Explaining that APRA has mandated that lenders require SMSFs to have at least 40 per cent of the property value as a deposit, in addition to a capacity to withstand higher interest rates, Ms Wang said buying an off-the-plan property comes with increased risks.
“One of the risks of purchasing with a mortgage is that if the lender’s final valuation comes in lower than the contracted price, trustees may be forced to make up the shortfall from the SMSF’s own funds, which could be an issue if the SMSF does not have sufficient funds.
“Trustees who may be contemplating purchasing off-the-plan should consider the liquidity of the fund to manage lower valuation or the demand for a lower loan-to-valuation ratio from the lender (from 80 per cent to 70 per cent).
“Trustees should also consider whether they have the capacity and ability to add funds to the SMSF without breaching the contribution caps.”
Additionally, she said trustees should also think about taking a loan out from a related party where the fund needs to make up the shortfall of the purchase price.
Legally, this type of loan needs to be at arm’s length. This means it will require security, like a mortgage over real property.
“It may also be necessary to consider whether there is a loan agreement in place already, in which case does the agreement allow for the terms to be varied?”
The government’s proposed changes could also make borrowing “more problematic”, Townsends’ special counsel superannuation, Michael Hallinan said.
“The government is proposing the introduction of new measures that will impact all Limited Recourse Borrowing Arrangements (LRBA), entered into on or after 1 July 2018.
“These measures, if enacted, will include a member’s share of any outstanding LRBA debt in the calculation of their total superannuation balance, which may have a flow-on effect on that member’s ability to make contributions, including catch-up contributions.”

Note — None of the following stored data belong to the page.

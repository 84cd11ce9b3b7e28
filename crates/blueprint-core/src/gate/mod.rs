//! Phase classification and the per-action gate.
//!
//! The gate is the sole invariant-enforcement point while the action graph
//! is traversed: the plan model itself permits any field combination, and
//! every predicate here is a pure function of the document, so the whole
//! module is trivially unit-testable.

use std::fmt;
use std::str::FromStr;

use serde::{Deserialize, Serialize};

use crate::plan::PlanDocument;

// ---------------------------------------------------------------------------
// Phase
// ---------------------------------------------------------------------------

/// Progress classification of a planning session.
///
/// Derived, never stored on the plan. `Launch` is the exception: it is
/// entered only by an explicit signal (the `launched` argument to
/// [`phase`]) and never computed backward from plan data.
#[derive(Debug, Clone, Copy, PartialEq, Eq, Serialize, Deserialize)]
#[serde(rename_all = "snake_case")]
pub enum Phase {
    Setup,
    Foundations,
    Features,
    Launch,
}

impl fmt::Display for Phase {
    fn fmt(&self, f: &mut fmt::Formatter<'_>) -> fmt::Result {
        let s = match self {
            Self::Setup => "Setup",
            Self::Foundations => "Foundations",
            Self::Features => "Features",
            Self::Launch => "Launch",
        };
        f.write_str(s)
    }
}

impl FromStr for Phase {
    type Err = PhaseParseError;

    fn from_str(s: &str) -> Result<Self, Self::Err> {
        match s {
            "Setup" => Ok(Self::Setup),
            "Foundations" => Ok(Self::Foundations),
            "Features" => Ok(Self::Features),
            "Launch" => Ok(Self::Launch),
            other => Err(PhaseParseError(other.to_owned())),
        }
    }
}

/// Error returned when parsing an invalid [`Phase`] string.
#[derive(Debug, Clone)]
pub struct PhaseParseError(pub String);

impl fmt::Display for PhaseParseError {
    fn fmt(&self, f: &mut fmt::Formatter<'_>) -> fmt::Result {
        write!(f, "invalid phase: {:?}", self.0)
    }
}

impl std::error::Error for PhaseParseError {}

/// Classify the current phase.
///
/// Setup while no document exists; Launch once the explicit signal is set;
/// Features once the MVP plan is populated; Foundations otherwise.
pub fn phase(plan: Option<&PlanDocument>, launched: bool) -> Phase {
    match plan {
        None => Phase::Setup,
        Some(_) if launched => Phase::Launch,
        Some(p) if !p.mvp_plan.is_empty() => Phase::Features,
        Some(_) => Phase::Foundations,
    }
}

// ---------------------------------------------------------------------------
// Actions
// ---------------------------------------------------------------------------

/// Every user-triggerable action in the planning graph.
#[derive(Debug, Clone, Copy, PartialEq, Eq, PartialOrd, Ord, Serialize, Deserialize)]
#[serde(rename_all = "snake_case")]
pub enum Action {
    /// Generate three idea candidates for a category (Setup only).
    GenerateIdeas,
    /// Generate a random idea plus category to seed the Setup inputs.
    Inspire,
    ImproveIdea,
    MarketValidation,
    AddPersona,
    OutlinePricing,
    RecommendTechStack,
    GenerateMvpPlan,
    GenerateDesignDoc,
    SuggestFeatures,
    AddCustomFeature,
    MvpStepPrompt,
    FeaturePrompt,
}

impl Action {
    /// All actions, in graph order.
    pub const ALL: [Action; 13] = [
        Action::GenerateIdeas,
        Action::Inspire,
        Action::ImproveIdea,
        Action::MarketValidation,
        Action::AddPersona,
        Action::OutlinePricing,
        Action::RecommendTechStack,
        Action::GenerateMvpPlan,
        Action::GenerateDesignDoc,
        Action::SuggestFeatures,
        Action::AddCustomFeature,
        Action::MvpStepPrompt,
        Action::FeaturePrompt,
    ];
}

impl fmt::Display for Action {
    fn fmt(&self, f: &mut fmt::Formatter<'_>) -> fmt::Result {
        let s = match self {
            Self::GenerateIdeas => "generate-ideas",
            Self::Inspire => "inspire",
            Self::ImproveIdea => "improve-idea",
            Self::MarketValidation => "market-validation",
            Self::AddPersona => "add-persona",
            Self::OutlinePricing => "outline-pricing",
            Self::RecommendTechStack => "recommend-tech-stack",
            Self::GenerateMvpPlan => "generate-mvp-plan",
            Self::GenerateDesignDoc => "generate-design-doc",
            Self::SuggestFeatures => "suggest-features",
            Self::AddCustomFeature => "add-custom-feature",
            Self::MvpStepPrompt => "mvp-step-prompt",
            Self::FeaturePrompt => "feature-prompt",
        };
        f.write_str(s)
    }
}

/// Which persona gate rule is in force.
///
/// The two rules come from two observed schema versions of the planner and
/// differ meaningfully, so they are kept distinct rather than merged: the
/// single-persona variant disables "Add Persona" once one persona exists,
/// the plural variant keeps it enabled.
#[derive(Debug, Clone, Copy, PartialEq, Eq, Default)]
pub enum PersonaMode {
    Single,
    #[default]
    Multi,
}

// ---------------------------------------------------------------------------
// Gate predicates
// ---------------------------------------------------------------------------

/// Whether an action is currently permitted for a plan.
///
/// Pure: depends only on the enumerated plan fields and the persona mode.
/// Setup-only actions ([`Action::GenerateIdeas`], [`Action::Inspire`]) are
/// never enabled once a plan exists; they are evaluated by the session on
/// `None` plans instead.
pub fn is_enabled(plan: &PlanDocument, action: Action, mode: PersonaMode) -> bool {
    match action {
        Action::GenerateIdeas | Action::Inspire => false,
        Action::ImproveIdea => plan.idea_improvements.is_empty(),
        Action::MarketValidation => {
            !plan.idea_improvements.is_empty() && plan.market_validation.is_none()
        }
        Action::AddPersona => {
            plan.market_validation.is_some()
                && (mode == PersonaMode::Multi || plan.personas.is_empty())
        }
        Action::OutlinePricing => !plan.personas.is_empty() && plan.pricing.is_empty(),
        Action::RecommendTechStack => !plan.pricing.is_empty() && plan.tech_stack.is_none(),
        Action::GenerateMvpPlan => plan.tech_stack.is_some() && plan.mvp_plan.is_empty(),
        Action::GenerateDesignDoc => !plan.mvp_plan.is_empty(),
        Action::SuggestFeatures | Action::AddCustomFeature => !plan.mvp_plan.is_empty(),
        // Prompt generation is keyed to an element that must already exist;
        // the per-element id check happens at dispatch.
        Action::MvpStepPrompt => !plan.mvp_plan.is_empty(),
        Action::FeaturePrompt => !plan.features.is_empty(),
    }
}

/// The set of actions currently enabled for a plan, in graph order.
pub fn enabled_actions(plan: &PlanDocument, mode: PersonaMode) -> Vec<Action> {
    Action::ALL
        .into_iter()
        .filter(|a| is_enabled(plan, *a, mode))
        .collect()
}

// ---------------------------------------------------------------------------
// Tests
// ---------------------------------------------------------------------------

#[cfg(test)]
mod tests {
    use super::*;
    use crate::plan::{
        MarketValidation, Persona, PlanPatch, PricingTier, TechStack, mvp_checklist,
    };

    fn validation() -> MarketValidation {
        MarketValidation {
            core_problem: "p".to_string(),
            founder_profile: "f".to_string(),
            community_research: vec![],
            competitors: vec![],
            differentiation: vec![],
            risk_assessment: "r".to_string(),
        }
    }

    fn persona(name: &str) -> Persona {
        Persona {
            name: name.to_string(),
            demographics: String::new(),
            psychographics: String::new(),
            bio: String::new(),
            goals: vec![],
            pain_points: vec![],
        }
    }

    fn stack() -> TechStack {
        TechStack {
            category: "c".to_string(),
            backend: "b".to_string(),
            database: "d".to_string(),
            authentication: "a".to_string(),
            payments: "p".to_string(),
            services: vec![],
        }
    }

    /// Build a plan populated up to a given depth of the prerequisite chain.
    fn plan_at(depth: usize) -> PlanDocument {
        let mut plan = PlanDocument::new("idea");
        if depth >= 1 {
            plan = plan.update(PlanPatch {
                idea_improvements: Some(vec!["i".to_string()]),
                ..Default::default()
            });
        }
        if depth >= 2 {
            plan = plan.update(PlanPatch {
                market_validation: Some(validation()),
                ..Default::default()
            });
        }
        if depth >= 3 {
            plan = plan.update(PlanPatch {
                personas: Some(vec![persona("Alex")]),
                ..Default::default()
            });
        }
        if depth >= 4 {
            plan = plan.update(PlanPatch {
                pricing: Some(vec![PricingTier {
                    name: "Free".to_string(),
                    price: "$0/mo".to_string(),
                    features: vec![],
                }]),
                ..Default::default()
            });
        }
        if depth >= 5 {
            plan = plan.update(PlanPatch {
                tech_stack: Some(stack()),
                ..Default::default()
            });
        }
        if depth >= 6 {
            plan = plan.update(PlanPatch {
                mvp_plan: Some(mvp_checklist()),
                ..Default::default()
            });
        }
        plan
    }

    #[test]
    fn phase_is_setup_without_a_plan() {
        assert_eq!(phase(None, false), Phase::Setup);
    }

    #[test]
    fn phase_foundations_until_mvp_plan_exists() {
        let plan = plan_at(5);
        assert_eq!(phase(Some(&plan), false), Phase::Foundations);
    }

    #[test]
    fn phase_features_once_mvp_plan_exists() {
        let plan = plan_at(6);
        assert_eq!(phase(Some(&plan), false), Phase::Features);
    }

    #[test]
    fn phase_launch_only_by_explicit_signal() {
        let plan = plan_at(6);
        assert_eq!(phase(Some(&plan), true), Phase::Launch);
        // Never derived from data alone.
        assert_ne!(phase(Some(&plan), false), Phase::Launch);
    }

    #[test]
    fn gate_is_deterministic() {
        let plan = plan_at(3);
        let first = enabled_actions(&plan, PersonaMode::Multi);
        let second = enabled_actions(&plan, PersonaMode::Multi);
        assert_eq!(first, second);
    }

    #[test]
    fn improve_idea_enabled_only_while_improvements_empty() {
        assert!(is_enabled(&plan_at(0), Action::ImproveIdea, PersonaMode::Multi));
        assert!(!is_enabled(&plan_at(1), Action::ImproveIdea, PersonaMode::Multi));
    }

    #[test]
    fn market_validation_unlocks_monotonically() {
        // Disabled before improvements exist.
        assert!(!is_enabled(&plan_at(0), Action::MarketValidation, PersonaMode::Multi));
        // Enabled for every state between improvements and validation.
        assert!(is_enabled(&plan_at(1), Action::MarketValidation, PersonaMode::Multi));
        // Disabled again once validation is set (idempotent re-check).
        assert!(!is_enabled(&plan_at(2), Action::MarketValidation, PersonaMode::Multi));
    }

    #[test]
    fn persona_gate_differs_by_mode() {
        let with_persona = plan_at(3);
        assert!(is_enabled(&with_persona, Action::AddPersona, PersonaMode::Multi));
        assert!(!is_enabled(&with_persona, Action::AddPersona, PersonaMode::Single));

        let without_persona = plan_at(2);
        assert!(is_enabled(&without_persona, Action::AddPersona, PersonaMode::Single));
    }

    #[test]
    fn pricing_requires_persona_and_empty_pricing() {
        assert!(!is_enabled(&plan_at(2), Action::OutlinePricing, PersonaMode::Multi));
        assert!(is_enabled(&plan_at(3), Action::OutlinePricing, PersonaMode::Multi));
        assert!(!is_enabled(&plan_at(4), Action::OutlinePricing, PersonaMode::Multi));
    }

    #[test]
    fn tech_stack_requires_pricing() {
        assert!(!is_enabled(&plan_at(3), Action::RecommendTechStack, PersonaMode::Multi));
        assert!(is_enabled(&plan_at(4), Action::RecommendTechStack, PersonaMode::Multi));
        assert!(!is_enabled(&plan_at(5), Action::RecommendTechStack, PersonaMode::Multi));
    }

    #[test]
    fn mvp_plan_requires_tech_stack() {
        assert!(!is_enabled(&plan_at(4), Action::GenerateMvpPlan, PersonaMode::Multi));
        assert!(is_enabled(&plan_at(5), Action::GenerateMvpPlan, PersonaMode::Multi));
        assert!(!is_enabled(&plan_at(6), Action::GenerateMvpPlan, PersonaMode::Multi));
    }

    #[test]
    fn feature_actions_follow_mvp_plan() {
        assert!(!is_enabled(&plan_at(5), Action::SuggestFeatures, PersonaMode::Multi));
        assert!(is_enabled(&plan_at(6), Action::SuggestFeatures, PersonaMode::Multi));
        assert!(is_enabled(&plan_at(6), Action::GenerateDesignDoc, PersonaMode::Multi));
        assert!(is_enabled(&plan_at(6), Action::AddCustomFeature, PersonaMode::Multi));
    }

    #[test]
    fn setup_actions_never_enabled_with_a_plan() {
        for depth in 0..=6 {
            let plan = plan_at(depth);
            assert!(!is_enabled(&plan, Action::GenerateIdeas, PersonaMode::Multi));
            assert!(!is_enabled(&plan, Action::Inspire, PersonaMode::Multi));
        }
    }

    #[test]
    fn phase_display_roundtrip() {
        for v in [Phase::Setup, Phase::Foundations, Phase::Features, Phase::Launch] {
            let parsed: Phase = v.to_string().parse().expect("should parse");
            assert_eq!(v, parsed);
        }
    }
}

With this in mind, he said clients considering a LRBA should think about making the jump sooner rather than later, to minimise the risk of being caught by new rules.
“Matters will be a little more complicated for off-the-plan purchases – as there is no drawdown of the loan until the property is close to completion – which may be in one or two years’ time.
“While at the moment there is no exception available for this type of transaction, the consultation paper does raise the possibility of transitional rules for LRBAs which straddle 1 July 2018.”